Verklärung eines einstigen Diktators

Ein weisser Bus, der auf der Seitentüre ein schwarz-weiss-Porträt von Stalin zeigt.
Legende: Busse in St. Petersburg stilisieren Stalin zum Kriegshelden. Keystone

Dass Stalin heute dennoch als starke Persönlichkeit verklärt wird, erklärt sich Andrej Kurkow so: Nach Stalins Diktatur hätten sich viele Russen Besserung erhofft – und wurden enttäuscht. «Die Leute bekamen mehr und mehr Schwierigkeiten im Leben», meint Kurkow. «Dies führte dazu, dass heute viele die Vergangenheit als ‹menschlicher› betrachten.»

Diese Rückbesinnung auf Stalin bekommt auch Auftrieb durch neue Bücher. In russischen Buchhandlungen liegen dieser Tage diverse Biografien über Stalin und seine Anhänger auf, verfasst von pro-kommunistischen Autoren. Diese würden Stalin als guten Krisenmanager darstellen, sagt Kurkow.

Russland ist nicht an Aufarbeitung interessiert

Ausserdem fehlt in Russland eine richtige Aufarbeitung der diktatorischen Vergangenheit. Anders als etwa in Deutschland, wo von den Nürnberger Prozessen bis hin zu Aufklärungsfilmen viel für die Vergangenheitsbewältigung getan wurde, unterstützt der russische Staat solche Bestrebungen nicht.

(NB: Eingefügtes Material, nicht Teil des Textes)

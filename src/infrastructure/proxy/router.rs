//! Request-time routing decisions for proxied traffic

use std::sync::Arc;
use std::time::Duration;

use chrono::Utc;
use tracing::{debug, error, warn};

use crate::domain::{ClusterClient, ClusterError, TeamName};
use crate::infrastructure::auth::SignedTokenCodec;
use crate::infrastructure::cache::InstanceReadinessCache;
use crate::infrastructure::cluster::InstanceTemplate;
use crate::infrastructure::settings::SettingsStore;

/// Why a session holder is sent back to the entry page
#[derive(Debug, Clone, Copy, PartialEq, Eq)]
pub enum RedirectReason {
    BalancerDisabled,
    InstanceNotFound,
    InstanceRestarting,
}

impl RedirectReason {
    /// Machine-readable code carried in the redirect
    pub fn as_str(&self) -> &'static str {
        match self {
            Self::BalancerDisabled => "balancer-disabled",
            Self::InstanceNotFound => "instance-not-found",
            Self::InstanceRestarting => "instance-restarting",
        }
    }
}

impl std::fmt::Display for RedirectReason {
    fn fmt(&self, f: &mut std::fmt::Formatter<'_>) -> std::fmt::Result {
        f.write_str(self.as_str())
    }
}

/// Outcome of routing a single request
#[derive(Debug, Clone, PartialEq)]
pub enum RouteDecision {
    /// No session, or one that does not verify
    RedirectToEntry,
    Redirect {
        reason: RedirectReason,
        team: TeamName,
    },
    Forward { team: TeamName },
    /// The cluster could not be asked; nothing was cached
    Failed { team: TeamName },
}

/// Decides where a request goes based on its session cookie
#[derive(Debug, Clone)]
pub struct ProxyRouter {
    tokens: Arc<SignedTokenCodec>,
    settings: Arc<SettingsStore>,
    cache: Arc<InstanceReadinessCache>,
    cluster: Arc<dyn ClusterClient>,
    template: Arc<InstanceTemplate>,
    namespace: String,
    last_request_patch_timeout: Duration,
}

impl ProxyRouter {
    pub fn new(
        tokens: Arc<SignedTokenCodec>,
        settings: Arc<SettingsStore>,
        cache: Arc<InstanceReadinessCache>,
        cluster: Arc<dyn ClusterClient>,
        template: Arc<InstanceTemplate>,
        namespace: impl Into<String>,
    ) -> Self {
        Self {
            tokens,
            settings,
            cache,
            cluster,
            template,
            namespace: namespace.into(),
            last_request_patch_timeout: Duration::from_secs(5),
        }
    }

    pub fn with_last_request_patch_timeout(mut self, timeout: Duration) -> Self {
        self.last_request_patch_timeout = timeout;
        self
    }

    pub async fn route(&self, session_token: Option<&str>) -> RouteDecision {
        let Some(team) = self.authenticate(session_token) else {
            return RouteDecision::RedirectToEntry;
        };

        if !self.settings.balancer_enabled() {
            return RouteDecision::Redirect {
                reason: RedirectReason::BalancerDisabled,
                team,
            };
        }

        if self.cache.get(&team).await == Some(true) {
            return RouteDecision::Forward { team };
        }

        let name = self.template.workload_name(&team);

        match self.cluster.get_workload(&self.namespace, &name).await {
            Ok(workload) if workload.is_ready() => {
                self.cache.put(&team, true).await;
                self.touch_last_request(&team, name);
                RouteDecision::Forward { team }
            }
            Ok(_) => {
                self.cache.put(&team, false).await;
                RouteDecision::Redirect {
                    reason: RedirectReason::InstanceRestarting,
                    team,
                }
            }
            Err(ClusterError::NotFound { .. }) => RouteDecision::Redirect {
                reason: RedirectReason::InstanceNotFound,
                team,
            },
            Err(e) => {
                error!(team = %team, error = %e, "Failed to check instance readiness");
                RouteDecision::Failed { team }
            }
        }
    }

    fn authenticate(&self, session_token: Option<&str>) -> Option<TeamName> {
        let identity = self.tokens.verify(session_token?)?;

        match TeamName::new(identity) {
            Ok(team) => Some(team),
            Err(e) => {
                warn!(error = %e, "Signed session carries an invalid team name");
                None
            }
        }
    }

    /// Record the request time on the workload without holding up the response
    fn touch_last_request(&self, team: &TeamName, name: String) {
        let cluster = self.cluster.clone();
        let namespace = self.namespace.clone();
        let timeout = self.last_request_patch_timeout;
        let team = team.clone();

        tokio::spawn(async move {
            let annotations = InstanceTemplate::last_request_annotations(Utc::now());
            let patch = cluster.patch_workload_annotations(&namespace, &name, &annotations);

            match tokio::time::timeout(timeout, patch).await {
                Ok(Ok(_)) => debug!(team = %team, "Updated last request timestamp"),
                Ok(Err(e)) => {
                    error!(team = %team, error = %e, "Failed to update last request timestamp")
                }
                Err(_) => error!(team = %team, "Timed out updating last request timestamp"),
            }
        });
    }
}

#[cfg(test)]
mod tests {
    use super::*;
    use crate::domain::workload::annotations;
    use crate::domain::{Setting, Workload};
    use crate::infrastructure::cluster::{DeadlineClusterClient, InMemoryClusterClient};
    use crate::test_support;

    const NS: &str = "test-namespace";

    struct Fixture {
        cluster: Arc<InMemoryClusterClient>,
        settings: Arc<SettingsStore>,
        cache: Arc<InstanceReadinessCache>,
        router: ProxyRouter,
    }

    fn fixture(cluster: InMemoryClusterClient) -> Fixture {
        let cluster = Arc::new(cluster);
        let settings = Arc::new(SettingsStore::default());
        let cache = Arc::new(InstanceReadinessCache::new());
        let router = ProxyRouter::new(
            Arc::new(test_support::token_codec()),
            settings.clone(),
            cache.clone(),
            cluster.clone(),
            Arc::new(InstanceTemplate::default()),
            NS,
        );

        Fixture {
            cluster,
            settings,
            cache,
            router,
        }
    }

    fn workload(ready_replicas: i32) -> Workload {
        Workload::new("arena-foobar")
            .with_annotation(annotations::LAST_REQUEST, "1000")
            .with_ready_replicas(ready_replicas)
    }

    fn team() -> TeamName {
        TeamName::new("foobar").unwrap()
    }

    fn cookie() -> String {
        test_support::token_codec().sign("foobar").unwrap()
    }

    #[tokio::test]
    async fn test_missing_and_forged_sessions_redirect_to_entry() {
        let f = fixture(InMemoryClusterClient::new());
        let forged = SignedTokenCodec::new("another-key").sign("foobar").unwrap();

        assert_eq!(f.router.route(None).await, RouteDecision::RedirectToEntry);
        assert_eq!(f.router.route(Some(&forged)).await, RouteDecision::RedirectToEntry);
        assert_eq!(f.router.route(Some("garbage")).await, RouteDecision::RedirectToEntry);
        assert_eq!(f.cluster.call_count("get_workload"), 0);
    }

    #[tokio::test]
    async fn test_disabled_balancer_redirects() {
        let f = fixture(InMemoryClusterClient::new().with_workload(NS, workload(1)));
        f.settings.set(Setting::BalancerEnabled, false);

        assert_eq!(
            f.router.route(Some(&cookie())).await,
            RouteDecision::Redirect {
                reason: RedirectReason::BalancerDisabled,
                team: team(),
            }
        );
    }

    #[tokio::test]
    async fn test_cache_hit_skips_cluster() {
        let f = fixture(InMemoryClusterClient::new());
        f.cache.put(&team(), true).await;

        assert_eq!(
            f.router.route(Some(&cookie())).await,
            RouteDecision::Forward { team: team() }
        );
        assert_eq!(f.cluster.call_count("get_workload"), 0);
    }

    #[tokio::test]
    async fn test_missing_instance_is_not_cached() {
        let f = fixture(InMemoryClusterClient::new());

        assert_eq!(
            f.router.route(Some(&cookie())).await,
            RouteDecision::Redirect {
                reason: RedirectReason::InstanceNotFound,
                team: team(),
            }
        );
        assert_eq!(f.cache.get(&team()).await, None);
    }

    #[tokio::test]
    async fn test_unready_instance_is_cached_as_not_ready() {
        let f = fixture(InMemoryClusterClient::new().with_workload(NS, workload(0)));

        assert_eq!(
            f.router.route(Some(&cookie())).await,
            RouteDecision::Redirect {
                reason: RedirectReason::InstanceRestarting,
                team: team(),
            }
        );
        assert_eq!(f.cache.get(&team()).await, Some(false));

        // a not-ready entry does not short-circuit the next lookup
        f.cluster.set_ready_replicas(NS, "arena-foobar", 1);
        assert_eq!(
            f.router.route(Some(&cookie())).await,
            RouteDecision::Forward { team: team() }
        );
        assert_eq!(f.cluster.call_count("get_workload"), 2);
    }

    #[tokio::test]
    async fn test_ready_instance_forwards_and_touches_last_request() {
        let f = fixture(InMemoryClusterClient::new().with_workload(NS, workload(1)));

        assert_eq!(
            f.router.route(Some(&cookie())).await,
            RouteDecision::Forward { team: team() }
        );
        assert_eq!(f.cache.get(&team()).await, Some(true));

        let mut last_request = 1000;
        for _ in 0..50 {
            last_request = f
                .cluster
                .workload(NS, "arena-foobar")
                .and_then(|w| w.last_request_millis())
                .unwrap_or(0);
            if last_request > 1000 {
                break;
            }
            tokio::time::sleep(Duration::from_millis(10)).await;
        }
        assert!(last_request > 1000);
    }

    #[tokio::test]
    async fn test_failed_patch_does_not_affect_routing() {
        let f = fixture(InMemoryClusterClient::new().with_workload(NS, workload(1)));
        f.cluster.fail_operation("patch_workload_annotations");

        assert_eq!(
            f.router.route(Some(&cookie())).await,
            RouteDecision::Forward { team: team() }
        );
    }

    #[tokio::test]
    async fn test_cluster_failure_is_not_not_found() {
        let f = fixture(InMemoryClusterClient::new().with_workload(NS, workload(1)));
        f.cluster.fail_operation("get_workload");

        assert_eq!(
            f.router.route(Some(&cookie())).await,
            RouteDecision::Failed { team: team() }
        );
        assert_eq!(f.cache.get(&team()).await, None);
    }

    #[tokio::test]
    async fn test_cluster_timeout_is_failure_and_not_cached() {
        let slow = InMemoryClusterClient::new()
            .with_workload(NS, workload(1))
            .with_latency(Duration::from_millis(200));
        let cluster = Arc::new(DeadlineClusterClient::new(
            Arc::new(slow),
            Duration::from_millis(20),
        ));
        let cache = Arc::new(InstanceReadinessCache::new());
        let router = ProxyRouter::new(
            Arc::new(test_support::token_codec()),
            Arc::new(SettingsStore::default()),
            cache.clone(),
            cluster,
            Arc::new(InstanceTemplate::default()),
            NS,
        );

        assert_eq!(
            router.route(Some(&cookie())).await,
            RouteDecision::Failed { team: team() }
        );
        assert_eq!(cache.get(&team()).await, None);
    }
}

Auch Bücher von früheren Dissidenten werden nicht mehr gelesen. «Für russische Ideologen ist es wichtiger, Stalin als Figur des Siegers in der Geschichte zu zeigen», sagt Kurkow. Nicht zuletzt habe die Bevölkerung auch das Interesse an «Gulag»-Geschichten verloren, also am rigorosen Repressionssystem der einstigen Sowjetunion.

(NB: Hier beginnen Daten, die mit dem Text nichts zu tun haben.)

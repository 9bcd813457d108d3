//! Cluster control-plane contract

use std::collections::BTreeMap;

use async_trait::async_trait;
use thiserror::Error;

use super::entity::{ServiceSpec, Workload, WorkloadSpec};

/// Errors returned by a cluster collaborator
#[derive(Debug, Error, Clone, PartialEq)]
pub enum ClusterError {
    #[error("Resource '{name}' not found")]
    NotFound { name: String },

    #[error("Resource '{name}' already exists")]
    AlreadyExists { name: String },

    #[error("Cluster call {operation} timed out")]
    Timeout { operation: String },

    #[error("Cluster call {operation} failed: {message}")]
    Api { operation: String, message: String },
}

impl ClusterError {
    pub fn api(operation: impl Into<String>, message: impl Into<String>) -> Self {
        Self::Api {
            operation: operation.into(),
            message: message.into(),
        }
    }

    pub fn is_not_found(&self) -> bool {
        matches!(self, Self::NotFound { .. })
    }
}

/// Resource CRUD against the cluster, scoped by namespace and resource name.
///
/// Workloads and services of a team share the same name.
#[async_trait]
pub trait ClusterClient: Send + Sync + std::fmt::Debug {
    async fn get_workload(&self, namespace: &str, name: &str) -> Result<Workload, ClusterError>;

    async fn create_workload(
        &self,
        namespace: &str,
        spec: &WorkloadSpec,
    ) -> Result<Workload, ClusterError>;

    /// Merge the given annotations into the workload's metadata, leaving everything else untouched
    async fn patch_workload_annotations(
        &self,
        namespace: &str,
        name: &str,
        annotations: &BTreeMap<String, String>,
    ) -> Result<Workload, ClusterError>;

    async fn delete_workload(&self, namespace: &str, name: &str) -> Result<(), ClusterError>;

    /// Replace the workload's running replicas without touching its metadata
    async fn restart_workload(&self, namespace: &str, name: &str) -> Result<(), ClusterError>;

    async fn create_service(&self, namespace: &str, spec: &ServiceSpec) -> Result<(), ClusterError>;

    async fn delete_service(&self, namespace: &str, name: &str) -> Result<(), ClusterError>;

    /// List workloads carrying every given label
    async fn list_workloads(
        &self,
        namespace: &str,
        label_selector: &BTreeMap<String, String>,
    ) -> Result<Vec<Workload>, ClusterError>;
}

Sehnsucht nach einem einfacheren Leben

Noch unter Michail Gorbatschow war dies anders. Gorbatschow, der mit seiner Politik ab Mitte der 1980er Jahre das Ende des Kalten Krieges einleitete, erlaubte die Veröffentlichung von einst verbotenen Büchern. «Die Auflagen solcher Bücher erreichen Millionen», sagt Kurkow. Das Interesse liess aber bald nach.

Audio
Andrej Kurkow im Gespräch mit Michael Luisier
aus Kultur kompakt vom 05.03.2013.
abspielen. Laufzeit 3 Minuten 44 Sekunden.

Mit dem Ende der Sowjetunion und dem neu angebrochenen Zeitalter wurde das Leben der russischen Bevölkerung auf den Kopf gestellt – und komplizierter. «Mitte der 1990er Jahre war das Leben für viele so schwer, dass kein Platz mehr war für Politik und Geschichte», meint Kurkow. Dies ist heute wenig anders und mit ein Grund, dass die Verklärung Stalins wieder Aufschwung erhält.

Allerdings geschieht dies nicht ohne kritische Stimmen: Menschenrechtler, Historiker und die liberale Opposition forderten, den Stalinismus offiziell als Verbrechen einzustufen. Hierzu braucht es allerdings ein Umdenken, nicht zuletzt in der russischen Regierung.